Looking Deeper: Analysis of Facts Proves Woman Died from Abortion — Not Pregnancy

By Cheryl Sullenger

Albuquerque, NM – Tara Shaver opened the mysterious letter that arrived in the mail. She could hardly believe what she was reading.

It was an anonymous tip that informed her a woman named Keisha Atkins had died from a late-term abortion on February 4, 2017.

Shaver and her husband, Bud, who lead Abortion Free New Mexico, have spent years laboring in the pro-life trenches in Albuquerque exposing the largest late-term abortion facility in the United States, Southwestern Women’s Options, and its connections to the publicly-funded University of New Mexico.

Due to their experience and training, once serving as interns for Operation Rescue, they immediately jumped into action. They filed a public records request for Atkins’ autopsy and established a valuable line of communications with her family. They discovered that Atkins’ abortion had been done at Southwestern Women’s Options, which made perfect sense since it alone in New Mexico specializes in late-term abortions throughout all nine months of pregnancy.

They consulted with Operation Rescue over the meaning of the autopsy report. Such reports are written in technical medical jargon that is sometimes difficult for anyone without a medical background to decode. However, this correspondent has been reading autopsies concerning abortion-related deaths for decades.

It did not take long to realize that as everything was not as it seemed.

At first glance, the cause and manner of death of this initially healthy 23-year old woman was made it appear that abortion was not even a factor in Atkins’s death. The cause of death was “Pulmonary thromboembolism due to pregnancy.” Her manner of death was natural.

In other words, the autopsy findings that a blood clot formed as a result of her healthy pregnancy and coincidentally at the moment of the abortion, it traveled to her lungs and killed her.

Nothing to see here. Move along.

Once Operation Rescue and Abortion Free New Mexico announced Atkin’s death and released the public autopsy report, the Albuquerque Journal jumped all over it, declaring in their headlines, “Autopsy rules out abortion as cause of death.”

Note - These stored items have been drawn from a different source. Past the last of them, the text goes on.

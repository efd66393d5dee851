//! # Fee Validation (lm-04)
//!
//! The transaction admission pipeline. Each stage is an [`AnteDecorator`];
//! an [`AnteChain`] runs them in order against a branch of the context and
//! keeps the branch only if every stage passes.
//!
//! ## Standard Chain
//!
//! ```text
//!   validate_basic
//!     └─▶ correct_anchor_fee     exact fee, solvency incl. locked, owner, capacity
//!           └─▶ check_locked_funds   escrow unlock_for_fees
//!                 └─▶ deduct_fee         payer ──▶ fee_collector
//!                       └─▶ increment_sequence
//! ```
//!
//! The exact-fee check only runs on mempool admission outside simulation.
//! Every other stage runs on every execution path.

pub mod chain;
pub mod decorators;
pub mod errors;

pub use chain::{AnteChain, AnteDecorator};
pub use decorators::{
    expected_anchor_fee, sequence, CheckLockedFundsDecorator, CorrectAnchorFeeDecorator,
    DeductFeeDecorator, IncrementSequenceDecorator, ValidateBasicDecorator, SEQUENCE_PREFIX,
};
pub use errors::AnteError;

use lm_01_escrow_ledger::EscrowApi;
use lm_03_anchor_storage::AnchorQuery;
use shared_types::BankKeeper;

/// Build the standard admission chain over the given keepers.
pub fn standard_chain<'k>(
    bank: &'k dyn BankKeeper,
    escrow: &'k dyn EscrowApi,
    anchor: &'k dyn AnchorQuery,
) -> AnteChain<'k> {
    AnteChain::new()
        .with(ValidateBasicDecorator)
        .with(CorrectAnchorFeeDecorator::new(bank, escrow, anchor))
        .with(CheckLockedFundsDecorator::new(escrow))
        .with(DeductFeeDecorator::new(bank))
        .with(IncrementSequenceDecorator)
}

The newspaper cited the opinion of the UNM Office of the Medical Investigator that it was Atkins’ pregnancy that killed her, not the four-day late-term abortion process that Operation Rescue believes was mismanaged her eighty-year old abortionist, Curtis Boyd, and fumbled by UNM hospital where she died.

But as William Shakespeare once said, “Truth will out.”

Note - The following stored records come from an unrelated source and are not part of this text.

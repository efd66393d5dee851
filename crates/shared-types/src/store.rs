//! # Ordered Key-Value Store
//!
//! Every module persists its records through [`KvStore`]. Keys are compared
//! bytewise and scans always return entries in key order, so two replicas
//! iterating the same state observe the same sequence.
//!
//! ```text
//!   Context ──▶ CacheStore (per tx / per block branch)
//!                   │ write() on success, drop on failure
//!                   ▼
//!               MemStore (committed state)
//! ```

use std::collections::BTreeMap;
use std::ops::Bound;

/// Key/value pairs returned by a scan, in scan order.
pub type ScanResult = Vec<(Vec<u8>, Vec<u8>)>;

/// A single write in a batch.
#[derive(Debug, Clone, PartialEq, Eq)]
pub enum BatchOperation {
    Put { key: Vec<u8>, value: Vec<u8> },
    Delete { key: Vec<u8> },
}

/// Synchronous ordered key-value store.
pub trait KvStore {
    fn get(&self, key: &[u8]) -> Option<Vec<u8>>;

    fn has(&self, key: &[u8]) -> bool {
        self.get(key).is_some()
    }

    fn set(&mut self, key: &[u8], value: Vec<u8>);

    fn delete(&mut self, key: &[u8]);

    /// All entries whose key starts with `prefix`, ascending.
    fn scan(&self, prefix: &[u8]) -> ScanResult;

    /// All entries whose key starts with `prefix`, descending.
    fn scan_rev(&self, prefix: &[u8]) -> ScanResult {
        let mut entries = self.scan(prefix);
        entries.reverse();
        entries
    }

    /// First entry under `prefix` whose key sorts strictly after `start`.
    /// `start` must itself begin with `prefix`.
    fn first_after(&self, prefix: &[u8], start: &[u8]) -> Option<(Vec<u8>, Vec<u8>)> {
        self.scan(prefix).into_iter().find(|(k, _)| k.as_slice() > start)
    }

    /// Apply a batch in order.
    fn apply_batch(&mut self, operations: Vec<BatchOperation>) {
        for op in operations {
            match op {
                BatchOperation::Put { key, value } => self.set(&key, value),
                BatchOperation::Delete { key } => self.delete(&key),
            }
        }
    }
}

// =============================================================================
// MEMSTORE
// =============================================================================

/// B-tree backed committed store.
#[derive(Debug, Clone, Default, PartialEq, Eq)]
pub struct MemStore {
    data: BTreeMap<Vec<u8>, Vec<u8>>,
}

impl MemStore {
    pub fn new() -> Self {
        Self::default()
    }

    pub fn len(&self) -> usize {
        self.data.len()
    }

    pub fn is_empty(&self) -> bool {
        self.data.is_empty()
    }
}

impl KvStore for MemStore {
    fn get(&self, key: &[u8]) -> Option<Vec<u8>> {
        self.data.get(key).cloned()
    }

    fn has(&self, key: &[u8]) -> bool {
        self.data.contains_key(key)
    }

    fn set(&mut self, key: &[u8], value: Vec<u8>) {
        self.data.insert(key.to_vec(), value);
    }

    fn delete(&mut self, key: &[u8]) {
        self.data.remove(key);
    }

    fn scan(&self, prefix: &[u8]) -> ScanResult {
        self.data
            .range(prefix.to_vec()..)
            .take_while(|(k, _)| k.starts_with(prefix))
            .map(|(k, v)| (k.clone(), v.clone()))
            .collect()
    }

    fn first_after(&self, prefix: &[u8], start: &[u8]) -> Option<(Vec<u8>, Vec<u8>)> {
        self.data
            .range::<[u8], _>((Bound::Excluded(start), Bound::Unbounded))
            .next()
            .filter(|(k, _)| k.starts_with(prefix))
            .map(|(k, v)| (k.clone(), v.clone()))
    }
}

// =============================================================================
// CACHESTORE
// =============================================================================

/// Write overlay over a parent store.
///
/// Reads fall through to the parent unless the key was written in the
/// overlay. Nothing reaches the parent until [`CacheStore::write`].
pub struct CacheStore<'p> {
    parent: &'p mut dyn KvStore,
    // None marks a pending delete
    writes: BTreeMap<Vec<u8>, Option<Vec<u8>>>,
}

impl<'p> CacheStore<'p> {
    pub fn new(parent: &'p mut dyn KvStore) -> Self {
        Self {
            parent,
            writes: BTreeMap::new(),
        }
    }

    /// Number of keys touched in the overlay.
    pub fn pending(&self) -> usize {
        self.writes.len()
    }

    /// Flush the overlay into the parent.
    pub fn write(self) {
        let CacheStore { parent, writes } = self;
        let batch = writes
            .into_iter()
            .map(|(key, value)| match value {
                Some(value) => BatchOperation::Put { key, value },
                None => BatchOperation::Delete { key },
            })
            .collect();
        parent.apply_batch(batch);
    }
}

impl KvStore for CacheStore<'_> {
    fn get(&self, key: &[u8]) -> Option<Vec<u8>> {
        match self.writes.get(key) {
            Some(pending) => pending.clone(),
            None => self.parent.get(key),
        }
    }

    fn set(&mut self, key: &[u8], value: Vec<u8>) {
        self.writes.insert(key.to_vec(), Some(value));
    }

    fn delete(&mut self, key: &[u8]) {
        self.writes.insert(key.to_vec(), None);
    }

    fn scan(&self, prefix: &[u8]) -> ScanResult {
        let mut merged: BTreeMap<Vec<u8>, Vec<u8>> = self.parent.scan(prefix).into_iter().collect();
        for (key, pending) in self
            .writes
            .range(prefix.to_vec()..)
            .take_while(|(k, _)| k.starts_with(prefix))
        {
            match pending {
                Some(value) => {
                    merged.insert(key.clone(), value.clone());
                }
                None => {
                    merged.remove(key);
                }
            }
        }
        merged.into_iter().collect()
    }

    fn first_after(&self, prefix: &[u8], start: &[u8]) -> Option<(Vec<u8>, Vec<u8>)> {
        let mut cursor = start.to_vec();
        loop {
            let committed = self.parent.first_after(prefix, &cursor);
            let pending = self
                .writes
                .range::<[u8], _>((Bound::Excluded(cursor.as_slice()), Bound::Unbounded))
                .next()
                .filter(|(k, _)| k.starts_with(prefix));

            let (key, value) = match pending {
                None => return committed,
                Some(entry) => entry,
            };
            if let Some((parent_key, _)) = &committed {
                if parent_key < key {
                    return committed;
                }
            }
            match value {
                Some(value) => return Some((key.clone(), value.clone())),
                // deleted in the overlay, keep walking
                None => cursor = key.clone(),
            }
        }
    }
}

#[cfg(test)]
mod tests {
    use super::*;

    #[test]
    fn test_memstore_scan_is_ordered_and_prefix_bounded() {
        let mut store = MemStore::new();
        store.set(b"po/3", b"c".to_vec());
        store.set(b"po/1", b"a".to_vec());
        store.set(b"po/2", b"b".to_vec());
        store.set(b"pp/1", b"x".to_vec());

        let keys: Vec<_> = store.scan(b"po/").into_iter().map(|(k, _)| k).collect();
        assert_eq!(keys, vec![b"po/1".to_vec(), b"po/2".to_vec(), b"po/3".to_vec()]);

        let rev: Vec<_> = store.scan_rev(b"po/").into_iter().map(|(_, v)| v).collect();
        assert_eq!(rev, vec![b"c".to_vec(), b"b".to_vec(), b"a".to_vec()]);
    }

    #[test]
    fn test_cache_store_discard_leaves_parent_untouched() {
        let mut parent = MemStore::new();
        parent.set(b"k", b"v".to_vec());
        {
            let mut cache = CacheStore::new(&mut parent);
            cache.set(b"k", b"changed".to_vec());
            cache.set(b"n", b"new".to_vec());
            assert_eq!(cache.get(b"k"), Some(b"changed".to_vec()));
        }
        assert_eq!(parent.get(b"k"), Some(b"v".to_vec()));
        assert!(!parent.has(b"n"));
    }

    #[test]
    fn test_cache_store_write_flushes_puts_and_deletes() {
        let mut parent = MemStore::new();
        parent.set(b"a", b"1".to_vec());
        parent.set(b"b", b"2".to_vec());

        let mut cache = CacheStore::new(&mut parent);
        cache.delete(b"a");
        cache.set(b"c", b"3".to_vec());
        assert!(!cache.has(b"a"));
        assert_eq!(cache.pending(), 2);
        cache.write();

        assert!(!parent.has(b"a"));
        assert_eq!(parent.get(b"c"), Some(b"3".to_vec()));
        assert_eq!(parent.len(), 2);
    }

    #[test]
    fn test_cache_store_scan_merges_overlay() {
        let mut parent = MemStore::new();
        parent.set(b"x/1", b"p1".to_vec());
        parent.set(b"x/2", b"p2".to_vec());

        let mut cache = CacheStore::new(&mut parent);
        cache.delete(b"x/1");
        cache.set(b"x/3", b"c3".to_vec());
        cache.set(b"x/2", b"c2".to_vec());

        let entries = cache.scan(b"x/");
        assert_eq!(
            entries,
            vec![
                (b"x/2".to_vec(), b"c2".to_vec()),
                (b"x/3".to_vec(), b"c3".to_vec()),
            ]
        );
    }

    #[test]
    fn test_memstore_first_after_stays_in_prefix() {
        let mut store = MemStore::new();
        store.set(b"x/1", b"a".to_vec());
        store.set(b"x/3", b"c".to_vec());
        store.set(b"y/0", b"z".to_vec());

        assert_eq!(store.first_after(b"x/", b"x/"), Some((b"x/1".to_vec(), b"a".to_vec())));
        assert_eq!(store.first_after(b"x/", b"x/1"), Some((b"x/3".to_vec(), b"c".to_vec())));
        assert_eq!(store.first_after(b"x/", b"x/3"), None);
    }

    #[test]
    fn test_cache_store_first_after_merges_overlay() {
        let mut parent = MemStore::new();
        parent.set(b"x/1", b"p1".to_vec());
        parent.set(b"x/2", b"p2".to_vec());
        parent.set(b"x/4", b"p4".to_vec());

        let mut cache = CacheStore::new(&mut parent);
        cache.delete(b"x/1");
        cache.delete(b"x/2");
        cache.set(b"x/3", b"c3".to_vec());

        assert_eq!(cache.first_after(b"x/", b"x/"), Some((b"x/3".to_vec(), b"c3".to_vec())));
        assert_eq!(cache.first_after(b"x/", b"x/3"), Some((b"x/4".to_vec(), b"p4".to_vec())));
        cache.delete(b"x/4");
        assert_eq!(cache.first_after(b"x/", b"x/3"), None);
    }

    #[test]
    fn test_nested_cache_stores() {
        let mut parent = MemStore::new();
        let mut outer = CacheStore::new(&mut parent);
        {
            let mut inner = CacheStore::new(&mut outer);
            inner.set(b"k", b"inner".to_vec());
            inner.write();
        }
        assert_eq!(outer.get(b"k"), Some(b"inner".to_vec()));
        outer.write();
        assert_eq!(parent.get(b"k"), Some(b"inner".to_vec()));
    }
}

No matter how much UNM may have tried to obfuscate what happened to Keisha Atkins, the truth seeps through in the pages of the autopsy report in descriptions of her physical condition and the complications she experienced in what must have been an excruciatingly panic-filled and painful death.

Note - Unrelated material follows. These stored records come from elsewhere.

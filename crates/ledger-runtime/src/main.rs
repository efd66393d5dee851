//! # Ledger Runtime
//!
//! Operator tooling around the ledger application.
//!
//! ```text
//! ledger-runtime init     --output genesis.json [--config ledger.json]
//! ledger-runtime validate --genesis genesis.json [--config ledger.json]
//! ledger-runtime migrate  --genesis old.json --output new.json [--target 3]
//! ledger-runtime export   --genesis genesis.json --output out.json [--prune]
//! ```

use std::path::{Path, PathBuf};

use anyhow::{Context, Result};
use clap::{Parser, Subcommand};
use ledger_runtime::{GenesisState, LedgerApp, LedgerConfig, MigrationPipeline, GENESIS_VERSION};
use ledger_telemetry::{init_telemetry, TelemetryConfig};
use tracing::info;

#[derive(Parser)]
#[command(name = "ledger-runtime")]
#[command(about = "Enterprise ledger genesis and migration tooling", long_about = None)]
struct Cli {
    #[command(subcommand)]
    command: Commands,

    /// Enable verbose logging
    #[arg(short, long, global = true)]
    verbose: bool,
}

#[derive(Subcommand)]
enum Commands {
    /// Write an empty genesis built from the config
    Init {
        #[arg(short, long)]
        output: PathBuf,

        /// Ledger config file. The built-in default has no signers
        #[arg(short, long)]
        config: Option<PathBuf>,
    },

    /// Import a genesis file and run every invariant check
    Validate {
        #[arg(short, long)]
        genesis: PathBuf,

        #[arg(short, long)]
        config: Option<PathBuf>,
    },

    /// Rewrite an older genesis layout
    Migrate {
        #[arg(short, long)]
        genesis: PathBuf,

        #[arg(short, long)]
        output: PathBuf,

        /// Target layout version
        #[arg(short, long, default_value_t = GENESIS_VERSION)]
        target: u64,

        /// Config whose anchor params fill the new storage fields
        #[arg(short, long)]
        config: Option<PathBuf>,
    },

    /// Import a genesis and export it again, optionally pruned
    Export {
        #[arg(short, long)]
        genesis: PathBuf,

        #[arg(short, long)]
        output: PathBuf,

        #[arg(short, long)]
        config: Option<PathBuf>,

        /// Drop anchor records beyond each chain's limit first
        #[arg(long)]
        prune: bool,
    },
}

fn load_config(path: Option<&Path>) -> Result<LedgerConfig> {
    match path {
        Some(path) => Ok(LedgerConfig::from_json_file(path)?),
        None => Ok(LedgerConfig::default()),
    }
}

fn load_genesis(path: &Path) -> Result<GenesisState> {
    let json = std::fs::read_to_string(path).with_context(|| format!("reading {}", path.display()))?;
    GenesisState::from_json(&json).with_context(|| format!("parsing {}", path.display()))
}

fn write_json(path: &Path, json: &str) -> Result<()> {
    std::fs::write(path, json).with_context(|| format!("writing {}", path.display()))
}

fn main() -> Result<()> {
    let cli = Cli::parse();

    let mut telemetry = TelemetryConfig::from_env();
    if cli.verbose {
        telemetry.log_level = "debug".to_string();
    }
    init_telemetry(telemetry)?;

    match cli.command {
        Commands::Init { output, config } => {
            let config = load_config(config.as_deref())?;
            let genesis = GenesisState::new(&config);
            genesis.validate().context("config produces an invalid genesis")?;
            write_json(&output, &genesis.to_json_pretty()?)?;
            info!("wrote empty genesis to {}", output.display());
        }
        Commands::Validate { genesis, config } => {
            let config = load_config(config.as_deref())?;
            let state = load_genesis(&genesis)?;
            let mut app = LedgerApp::from_genesis(config, &state)?;
            let totals = app.assert_invariants()?;
            info!(
                "{} is valid: {} locked, {} purchase orders, {} chains",
                genesis.display(),
                totals.total_locked,
                state.orders.purchase_orders.len(),
                state.anchor.chains.len()
            );
        }
        Commands::Migrate {
            genesis,
            output,
            target,
            config,
        } => {
            let pipeline = match config.as_deref() {
                Some(path) => MigrationPipeline::standard_with(&load_config(Some(path))?.anchor),
                None => MigrationPipeline::standard(),
            };
            let json = std::fs::read_to_string(&genesis).with_context(|| format!("reading {}", genesis.display()))?;
            let value: serde_json::Value = serde_json::from_str(&json)?;
            let migrated = pipeline.migrate(value, target)?;
            if target == GENESIS_VERSION {
                // must load under the current layout
                let state: GenesisState = serde_json::from_value(migrated.clone())?;
                state.validate().context("migrated genesis is invalid")?;
            }
            write_json(&output, &serde_json::to_string_pretty(&migrated)?)?;
            info!("migrated {} to version {} at {}", genesis.display(), target, output.display());
        }
        Commands::Export {
            genesis,
            output,
            config,
            prune,
        } => {
            let config = load_config(config.as_deref())?;
            let state = load_genesis(&genesis)?;
            let mut app = LedgerApp::from_genesis(config, &state)?;
            if prune {
                let pruned = app.prune_anchor_storage()?;
                info!("pruned {} anchor records", pruned);
            }
            let exported = app.export_genesis()?;
            write_json(&output, &exported.to_json_pretty()?)?;
            info!("exported genesis to {}", output.display());
        }
    }

    Ok(())
}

“Somehow, these people want us to believe that Atkins developed blood clots as a result of her pregnancy, and through no one’s fault, a blood clot just coincidentally moved to her lung and killed her in the middle of a late-term abortion, which, of course, played no part in her death,” said Operation Rescue President Troy Newman. “That’s ludicrous in light of the rest of the autopsy report findings.”

Here is what happened to Keisha Atkins, according to the autopsy report, information provided by her family, and documented information obtained through research by Operation Rescue.

Atkins reported to Southwestern Women’s Options, the nation’s largest late-term abortion facility, on January 31, 2017, to begin a four-day late-term abortion. She was at least six months pregnant, and may have been even farther along according to the tipster that contacted Tara Shaver.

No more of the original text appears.